§ Source data

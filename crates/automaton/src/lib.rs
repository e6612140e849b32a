#![deny(unsafe_code)]
//! Binary cellular automaton with a randomly drawn rule table.
//!
//! Every cell looks at its 3×3 toroidal neighborhood (itself included). The
//! nine states are packed into a 9-bit key, reading rows top to bottom and
//! columns left to right, with the top-left neighbor as the most significant
//! bit. The key indexes a 512-entry rule table that says whether the cell is
//! alive in the next generation.
//!
//! Randomness is drawn once, up front: first the initial grid (row-major,
//! alive when `next < 0.45`), then the rule table in key order (alive when
//! `next > 0.5`). Stepping is deterministic from there.

use procgen_core::error::ProcgenError;
use procgen_core::params::{param_finite_f64, param_usize};
use procgen_core::{Generator, Grid, RandomStream};
use serde_json::{json, Value};

/// Number of distinct 3×3 neighborhoods.
pub const RULE_SIZE: usize = 512;
/// Default number of recorded generations.
pub const DEFAULT_ITERATIONS: usize = 32;
/// Default probability that an initial cell is alive.
const DEFAULT_DENSITY: f64 = 0.45;
/// A rule entry is alive when its draw exceeds this threshold.
const RULE_THRESHOLD: f64 = 0.5;

/// Lookup table from neighborhood key to next state.
pub type RuleTable = [bool; RULE_SIZE];

/// Tunable constants for the automaton.
#[derive(Debug, Clone, Copy, PartialEq)]
pub struct AutomatonParams {
    /// Probability that a cell starts alive.
    pub density: f64,
    /// Generations recorded by [`Generator::generate`].
    pub iterations: usize,
}

impl Default for AutomatonParams {
    fn default() -> Self {
        Self {
            density: DEFAULT_DENSITY,
            iterations: DEFAULT_ITERATIONS,
        }
    }
}

impl AutomatonParams {
    /// Extracts parameters from a JSON object, falling back to defaults.
    ///
    /// `density` must lie in `[0, 1]`.
    pub fn from_json(params: &Value) -> Result<Self, ProcgenError> {
        let density = param_finite_f64(params, "density", DEFAULT_DENSITY)?;
        if !(0.0..=1.0).contains(&density) {
            return Err(ProcgenError::invalid_param(
                "density",
                format!("must be within [0, 1], got {density}"),
            ));
        }
        Ok(Self {
            density,
            iterations: param_usize(params, "iterations", DEFAULT_ITERATIONS),
        })
    }
}

/// A live automaton: the current generation plus its fixed rule table.
#[derive(Debug, Clone)]
pub struct Automaton {
    grid: Grid<bool>,
    rule: RuleTable,
}

impl Automaton {
    /// Draws a random initial grid and rule table from `rng`.
    ///
    /// Returns `ProcgenError::InvalidDimensions` if either dimension is zero.
    pub fn random(
        width: usize,
        height: usize,
        density: f64,
        rng: &mut RandomStream,
    ) -> Result<Self, ProcgenError> {
        let grid = Grid::from_fn(width, height, |_, _| rng.next_f64() < density)?;
        let mut rule = [false; RULE_SIZE];
        for entry in rule.iter_mut() {
            *entry = rng.next_f64() > RULE_THRESHOLD;
        }
        Ok(Self { grid, rule })
    }

    /// Builds an automaton from an explicit grid and rule table.
    pub fn with_rule(grid: Grid<bool>, rule: RuleTable) -> Self {
        Self { grid, rule }
    }

    /// The current generation.
    pub fn grid(&self) -> &Grid<bool> {
        &self.grid
    }

    pub fn rule(&self) -> &RuleTable {
        &self.rule
    }

    /// Packs the toroidal 3×3 neighborhood of `(x, y)` into a 9-bit key.
    pub fn neighborhood_key(&self, x: usize, y: usize) -> usize {
        let (x, y) = (x as isize, y as isize);
        let mut key = 0;
        for dy in -1..=1 {
            for dx in -1..=1 {
                key = (key << 1) | usize::from(*self.grid.get_wrapped(x + dx, y + dy));
            }
        }
        key
    }

    /// Advances one generation. Every key is read from the old grid before
    /// the new one replaces it.
    pub fn step(&mut self) {
        let next = self
            .grid
            .map(|_, x, y| self.rule[self.neighborhood_key(x, y)]);
        self.grid = next;
    }

    /// Number of live cells in the current generation.
    pub fn population(&self) -> usize {
        self.grid.data().iter().filter(|&&alive| alive).count()
    }

    /// Records `iterations` generations, each captured before its update.
    ///
    /// Zero iterations still yields the initial grid, so the result is never
    /// empty.
    pub fn history(&mut self, iterations: usize) -> Vec<Grid<bool>> {
        if iterations == 0 {
            return vec![self.grid.clone()];
        }
        let mut generations = Vec::with_capacity(iterations);
        for _ in 0..iterations {
            generations.push(self.grid.clone());
            self.step();
        }
        generations
    }
}

/// Cellular automaton generator producing a list of generations.
#[derive(Debug, Clone, Copy, PartialEq)]
pub struct CellularAutomaton {
    pub width: usize,
    pub height: usize,
    pub params: AutomatonParams,
}

impl CellularAutomaton {
    pub fn new(width: usize, height: usize) -> Self {
        Self {
            width,
            height,
            params: AutomatonParams::default(),
        }
    }

    /// Sets the number of recorded generations.
    pub fn with_iterations(mut self, iterations: usize) -> Self {
        self.params.iterations = iterations;
        self
    }

    /// Creates an automaton generator from a JSON params object.
    pub fn from_json(width: usize, height: usize, params: &Value) -> Result<Self, ProcgenError> {
        Ok(Self {
            width,
            height,
            params: AutomatonParams::from_json(params)?,
        })
    }
}

impl Generator for CellularAutomaton {
    type Output = Vec<Grid<bool>>;

    fn generate(&self, rng: &mut RandomStream) -> Result<Vec<Grid<bool>>, ProcgenError> {
        let mut automaton = Automaton::random(self.width, self.height, self.params.density, rng)?;
        let initial = automaton.population();
        let generations = automaton.history(self.params.iterations);
        tracing::debug!(
            width = self.width,
            height = self.height,
            generations = generations.len(),
            initial_live = initial,
            final_live = automaton.population(),
            "ran cellular automaton"
        );
        Ok(generations)
    }

    fn params(&self) -> Value {
        json!({
            "density": self.params.density,
            "iterations": self.params.iterations,
        })
    }

    fn param_schema(&self) -> Value {
        json!({
            "density": {
                "type": "number",
                "default": DEFAULT_DENSITY,
                "min": 0.0,
                "max": 1.0,
                "description": "Probability that a cell starts alive"
            },
            "iterations": {
                "type": "integer",
                "default": DEFAULT_ITERATIONS,
                "min": 0,
                "max": 10000,
                "description": "Generations to record; 0 records only the initial grid"
            }
        })
    }
}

§ Your assignment
Reproduce the records above exactly as they appear.

§ Task output
filename crates/automaton/src/lib.rs
repository e6612140e849b32a
#![deny(unsafe_code)]
//! Binary cellular automaton with a randomly drawn rule table.
//!
//! Every cell looks at its 3×3 toroidal neighborhood (itself included). The
//! nine states are packed into a 9-bit key, reading rows top to bottom and
//! columns left to right, with the top-left neighbor as the most significant
//! bit. The key indexes a 512-entry rule table that says whether the cell is
//! alive in the next generation.
//!
//! Randomness is drawn once, up front: first the initial grid (row-major,
//! alive when `next < 0.45`), then the rule table in key order (alive when
//! `next > 0.5`). Stepping is deterministic from there.

use procgen_core::error::ProcgenError;
use procgen_core::params::{param_finite_f64, param_usize};
use procgen_core::{Generator, Grid, RandomStream};
use serde_json::{json, Value};

/// Number of distinct 3×3 neighborhoods.
pub const RULE_SIZE: usize = 512;
/// Default number of recorded generations.
pub const DEFAULT_ITERATIONS: usize = 32;
/// Default probability that an initial cell is alive.
const DEFAULT_DENSITY: f64 = 0.45;
/// A rule entry is alive when its draw exceeds this threshold.
const RULE_THRESHOLD: f64 = 0.5;

/// Lookup table from neighborhood key to next state.
pub type RuleTable = [bool; RULE_SIZE];

/// Tunable constants for the automaton.
#[derive(Debug, Clone, Copy, PartialEq)]
pub struct AutomatonParams {
    /// Probability that a cell starts alive.
    pub density: f64,
    /// Generations recorded by [`Generator::generate`].
    pub iterations: usize,
}

impl Default for AutomatonParams {
    fn default() -> Self {
        Self {
            density: DEFAULT_DENSITY,
            iterations: DEFAULT_ITERATIONS,
        }
    }
}

impl AutomatonParams {
    /// Extracts parameters from a JSON object, falling back to defaults.
    ///
    /// `density` must lie in `[0, 1]`.
    pub fn from_json(params: &Value) -> Result<Self, ProcgenError> {
        let density = param_finite_f64(params, "density", DEFAULT_DENSITY)?;
        if !(0.0..=1.0).contains(&density) {
            return Err(ProcgenError::invalid_param(
                "density",
                format!("must be within [0, 1], got {density}"),
            ));
        }
        Ok(Self {
            density,
            iterations: param_usize(params, "iterations", DEFAULT_ITERATIONS),
        })
    }
}

/// A live automaton: the current generation plus its fixed rule table.
#[derive(Debug, Clone)]
pub struct Automaton {
    grid: Grid<bool>,
    rule: RuleTable,
}

impl Automaton {
    /// Draws a random initial grid and rule table from `rng`.
    ///
    /// Returns `ProcgenError::InvalidDimensions` if either dimension is zero.
    pub fn random(
        width: usize,
        height: usize,
        density: f64,
        rng: &mut RandomStream,
    ) -> Result<Self, ProcgenError> {
        let grid = Grid::from_fn(width, height, |_, _| rng.next_f64() < density)?;
        let mut rule = [false; RULE_SIZE];
        for entry in rule.iter_mut() {
            *entry = rng.next_f64() > RULE_THRESHOLD;
        }
        Ok(Self { grid, rule })
    }

    /// Builds an automaton from an explicit grid and rule table.
    pub fn with_rule(grid: Grid<bool>, rule: RuleTable) -> Self {
        Self { grid, rule }
    }

    /// The current generation.
    pub fn grid(&self) -> &Grid<bool> {
        &self.grid
    }

    pub fn rule(&self) -> &RuleTable {
        &self.rule
    }

    /// Packs the toroidal 3×3 neighborhood of `(x, y)` into a 9-bit key.
    pub fn neighborhood_key(&self, x: usize, y: usize) -> usize {
        let (x, y) = (x as isize, y as isize);
        let mut key = 0;
        for dy in -1..=1 {
            for dx in -1..=1 {
                key = (key << 1) | usize::from(*self.grid.get_wrapped(x + dx, y + dy));
            }
        }
        key
    }

    /// Advances one generation. Every key is read from the old grid before
    /// the new one replaces it.
    pub fn step(&mut self) {
        let next = self
            .grid
            .map(|_, x, y| self.rule[self.neighborhood_key(x, y)]);
        self.grid = next;
    }

    /// Number of live cells in the current generation.
    pub fn population(&self) -> usize {
        self.grid.data().iter().filter(|&&alive| alive).count()
    }

    /// Records `iterations` generations, each captured before its update.
    ///
    /// Zero iterations still yields the initial grid, so the result is never
    /// empty.
    pub fn history(&mut self, iterations: usize) -> Vec<Grid<bool>> {
        if iterations == 0 {
            return vec![self.grid.clone()];
        }
        let mut generations = Vec::with_capacity(iterations);
        for _ in 0..iterations {
            generations.push(self.grid.clone());
            self.step();
        }
        generations
    }
}

/// Cellular automaton generator producing a list of generations.
#[derive(Debug, Clone, Copy, PartialEq)]
pub struct CellularAutomaton {
    pub width: usize,
    pub height: usize,
    pub params: AutomatonParams,
}

impl CellularAutomaton {
    pub fn new(width: usize, height: usize) -> Self {
        Self {
            width,
            height,
            params: AutomatonParams::default(),
        }
    }

    /// Sets the number of recorded generations.
    pub fn with_iterations(mut self, iterations: usize) -> Self {
        self.params.iterations = iterations;
        self
    }

    /// Creates an automaton generator from a JSON params object.
    pub fn from_json(width: usize, height: usize, params: &Value) -> Result<Self, ProcgenError> {
        Ok(Self {
            width,
            height,
            params: AutomatonParams::from_json(params)?,
        })
    }
}

impl Generator for CellularAutomaton {
    type Output = Vec<Grid<bool>>;

    fn generate(&self, rng: &mut RandomStream) -> Result<Vec<Grid<bool>>, ProcgenError> {
        let mut automaton = Automaton::random(self.width, self.height, self.params.density, rng)?;
        let initial = automaton.population();
        let generations = automaton.history(self.params.iterations);
        tracing::debug!(
            width = self.width,
            height = self.height,
            generations = generations.len(),
            initial_live = initial,
            final_live = automaton.population(),
            "ran cellular automaton"
        );
        Ok(generations)
    }

    fn params(&self) -> Value {
        json!({
            "density": self.params.density,
            "iterations": self.params.iterations,
        })
    }

    fn param_schema(&self) -> Value {
        json!({
            "density": {
                "type": "number",
                "default": DEFAULT_DENSITY,
                "min": 0.0,
                "max": 1.0,
                "description": "Probability that a cell starts alive"
            },
            "iterations": {
                "type": "integer",
                "default": DEFAULT_ITERATIONS,
                "min": 0,
                "max": 10000,
                "description": "Generations to record; 0 records only the initial grid"
            }
        })
    }
}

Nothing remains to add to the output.